What is being asked -> Only the lines below between the ones containing "filename src/metadata/store.rs" and "OpenFlags::SQLITE_OPEN_READ_WRITE", inclusive, are to be reproduced, each exactly as it stands.

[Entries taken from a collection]
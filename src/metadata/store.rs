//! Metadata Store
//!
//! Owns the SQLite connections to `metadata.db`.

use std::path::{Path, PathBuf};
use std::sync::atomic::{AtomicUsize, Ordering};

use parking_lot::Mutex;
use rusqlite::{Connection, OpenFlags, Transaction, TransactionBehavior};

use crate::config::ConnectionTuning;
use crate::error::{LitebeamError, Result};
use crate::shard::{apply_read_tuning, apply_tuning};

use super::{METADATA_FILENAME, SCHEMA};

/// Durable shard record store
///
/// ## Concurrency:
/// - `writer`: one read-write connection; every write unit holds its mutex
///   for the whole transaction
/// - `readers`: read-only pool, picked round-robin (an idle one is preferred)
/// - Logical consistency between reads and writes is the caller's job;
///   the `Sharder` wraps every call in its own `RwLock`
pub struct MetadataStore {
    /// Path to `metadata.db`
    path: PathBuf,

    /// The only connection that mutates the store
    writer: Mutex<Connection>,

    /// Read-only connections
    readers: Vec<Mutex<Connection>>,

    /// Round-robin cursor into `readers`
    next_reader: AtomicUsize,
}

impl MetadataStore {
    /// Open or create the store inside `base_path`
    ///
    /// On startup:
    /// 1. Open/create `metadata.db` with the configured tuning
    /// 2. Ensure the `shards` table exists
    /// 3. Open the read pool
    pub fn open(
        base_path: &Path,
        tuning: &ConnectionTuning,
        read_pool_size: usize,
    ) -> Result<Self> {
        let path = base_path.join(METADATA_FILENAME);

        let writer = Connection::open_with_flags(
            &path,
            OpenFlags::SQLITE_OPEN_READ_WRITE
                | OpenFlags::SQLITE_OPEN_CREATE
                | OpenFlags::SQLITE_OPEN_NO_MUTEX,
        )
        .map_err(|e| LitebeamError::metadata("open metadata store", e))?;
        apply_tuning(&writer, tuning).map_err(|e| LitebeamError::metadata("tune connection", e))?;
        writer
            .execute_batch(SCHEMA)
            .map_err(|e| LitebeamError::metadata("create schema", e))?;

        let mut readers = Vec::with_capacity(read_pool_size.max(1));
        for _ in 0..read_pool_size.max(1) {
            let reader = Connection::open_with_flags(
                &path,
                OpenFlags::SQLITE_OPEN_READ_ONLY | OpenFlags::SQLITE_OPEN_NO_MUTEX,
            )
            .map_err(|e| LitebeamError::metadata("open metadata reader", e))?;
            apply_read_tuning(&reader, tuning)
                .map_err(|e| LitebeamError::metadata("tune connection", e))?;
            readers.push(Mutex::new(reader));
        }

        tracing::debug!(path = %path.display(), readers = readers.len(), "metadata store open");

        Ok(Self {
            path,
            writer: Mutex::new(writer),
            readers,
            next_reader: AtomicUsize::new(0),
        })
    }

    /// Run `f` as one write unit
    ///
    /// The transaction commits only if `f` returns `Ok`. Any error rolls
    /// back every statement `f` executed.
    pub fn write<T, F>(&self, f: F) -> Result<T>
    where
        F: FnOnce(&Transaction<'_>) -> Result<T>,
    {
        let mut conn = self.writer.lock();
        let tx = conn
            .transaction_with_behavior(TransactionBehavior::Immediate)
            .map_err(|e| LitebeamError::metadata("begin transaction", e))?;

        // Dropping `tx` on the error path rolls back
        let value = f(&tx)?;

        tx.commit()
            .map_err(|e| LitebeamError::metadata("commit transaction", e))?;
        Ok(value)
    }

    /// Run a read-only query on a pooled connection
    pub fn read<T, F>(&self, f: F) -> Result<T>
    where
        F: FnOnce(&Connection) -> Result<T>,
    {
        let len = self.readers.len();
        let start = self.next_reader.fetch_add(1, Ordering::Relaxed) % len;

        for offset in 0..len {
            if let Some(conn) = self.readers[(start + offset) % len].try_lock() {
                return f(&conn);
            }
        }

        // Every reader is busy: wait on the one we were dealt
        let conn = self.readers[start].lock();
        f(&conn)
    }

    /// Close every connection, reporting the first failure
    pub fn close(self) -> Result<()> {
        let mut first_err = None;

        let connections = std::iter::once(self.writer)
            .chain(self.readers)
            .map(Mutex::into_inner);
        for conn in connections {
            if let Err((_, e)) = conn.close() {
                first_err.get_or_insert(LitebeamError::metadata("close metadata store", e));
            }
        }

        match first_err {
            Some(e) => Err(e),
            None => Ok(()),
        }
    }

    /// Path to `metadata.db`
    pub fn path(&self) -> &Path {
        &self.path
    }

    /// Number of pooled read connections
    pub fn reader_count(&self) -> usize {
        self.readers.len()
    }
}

--

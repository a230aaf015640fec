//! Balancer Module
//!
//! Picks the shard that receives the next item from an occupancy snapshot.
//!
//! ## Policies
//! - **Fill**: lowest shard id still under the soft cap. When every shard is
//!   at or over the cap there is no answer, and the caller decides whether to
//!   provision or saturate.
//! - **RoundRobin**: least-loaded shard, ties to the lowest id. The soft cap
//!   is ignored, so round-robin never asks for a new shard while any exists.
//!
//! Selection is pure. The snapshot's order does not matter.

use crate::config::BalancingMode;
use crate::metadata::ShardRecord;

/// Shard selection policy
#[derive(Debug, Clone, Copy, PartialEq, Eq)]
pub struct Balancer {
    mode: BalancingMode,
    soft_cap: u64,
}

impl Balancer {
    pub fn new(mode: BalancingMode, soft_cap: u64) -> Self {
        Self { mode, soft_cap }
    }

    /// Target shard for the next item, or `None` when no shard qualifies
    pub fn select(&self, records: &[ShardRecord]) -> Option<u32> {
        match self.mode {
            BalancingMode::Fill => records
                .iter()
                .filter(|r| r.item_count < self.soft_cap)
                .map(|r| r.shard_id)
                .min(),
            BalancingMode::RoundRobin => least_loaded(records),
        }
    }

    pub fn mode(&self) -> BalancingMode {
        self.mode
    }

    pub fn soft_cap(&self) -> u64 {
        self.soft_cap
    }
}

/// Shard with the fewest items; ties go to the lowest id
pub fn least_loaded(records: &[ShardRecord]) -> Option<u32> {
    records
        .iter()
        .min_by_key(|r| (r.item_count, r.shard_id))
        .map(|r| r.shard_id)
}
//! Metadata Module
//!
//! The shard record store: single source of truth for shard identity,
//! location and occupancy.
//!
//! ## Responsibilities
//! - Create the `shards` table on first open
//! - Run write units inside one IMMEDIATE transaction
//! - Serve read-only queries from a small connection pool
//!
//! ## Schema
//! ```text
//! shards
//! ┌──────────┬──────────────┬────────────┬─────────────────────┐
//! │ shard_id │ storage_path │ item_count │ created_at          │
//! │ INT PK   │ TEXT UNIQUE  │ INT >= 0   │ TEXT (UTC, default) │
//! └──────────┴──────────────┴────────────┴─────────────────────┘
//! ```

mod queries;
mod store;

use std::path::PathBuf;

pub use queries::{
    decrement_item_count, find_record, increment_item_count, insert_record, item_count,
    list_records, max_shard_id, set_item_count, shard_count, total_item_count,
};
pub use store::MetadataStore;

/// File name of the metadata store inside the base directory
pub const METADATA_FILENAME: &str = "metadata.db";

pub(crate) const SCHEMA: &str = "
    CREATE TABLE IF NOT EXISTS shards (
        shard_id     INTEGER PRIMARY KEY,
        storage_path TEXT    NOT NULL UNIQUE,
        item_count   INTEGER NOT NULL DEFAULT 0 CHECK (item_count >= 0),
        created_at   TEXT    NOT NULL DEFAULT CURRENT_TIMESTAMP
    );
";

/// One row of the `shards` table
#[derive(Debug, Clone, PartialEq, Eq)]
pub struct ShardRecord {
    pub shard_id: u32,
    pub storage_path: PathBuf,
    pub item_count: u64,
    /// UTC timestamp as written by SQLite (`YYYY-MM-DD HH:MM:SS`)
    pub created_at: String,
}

The completed task ->
filename src/metadata/store.rs
//! Metadata Store
//!
//! Owns the SQLite connections to `metadata.db`.

use std::path::{Path, PathBuf};
use std::sync::atomic::{AtomicUsize, Ordering};

use parking_lot::Mutex;
use rusqlite::{Connection, OpenFlags, Transaction, TransactionBehavior};

use crate::config::ConnectionTuning;
use crate::error::{LitebeamError, Result};
use crate::shard::{apply_read_tuning, apply_tuning};

use super::{METADATA_FILENAME, SCHEMA};

/// Durable shard record store
///
/// ## Concurrency:
/// - `writer`: one read-write connection; every write unit holds its mutex
///   for the whole transaction
/// - `readers`: read-only pool, picked round-robin (an idle one is preferred)
/// - Logical consistency between reads and writes is the caller's job;
///   the `Sharder` wraps every call in its own `RwLock`
pub struct MetadataStore {
    /// Path to `metadata.db`
    path: PathBuf,

    /// The only connection that mutates the store
    writer: Mutex<Connection>,

    /// Read-only connections
    readers: Vec<Mutex<Connection>>,

    /// Round-robin cursor into `readers`
    next_reader: AtomicUsize,
}

impl MetadataStore {
    /// Open or create the store inside `base_path`
    ///
    /// On startup:
    /// 1. Open/create `metadata.db` with the configured tuning
    /// 2. Ensure the `shards` table exists
    /// 3. Open the read pool
    pub fn open(
        base_path: &Path,
        tuning: &ConnectionTuning,
        read_pool_size: usize,
    ) -> Result<Self> {
        let path = base_path.join(METADATA_FILENAME);

        let writer = Connection::open_with_flags(
            &path,
            OpenFlags::SQLITE_OPEN_READ_WRITE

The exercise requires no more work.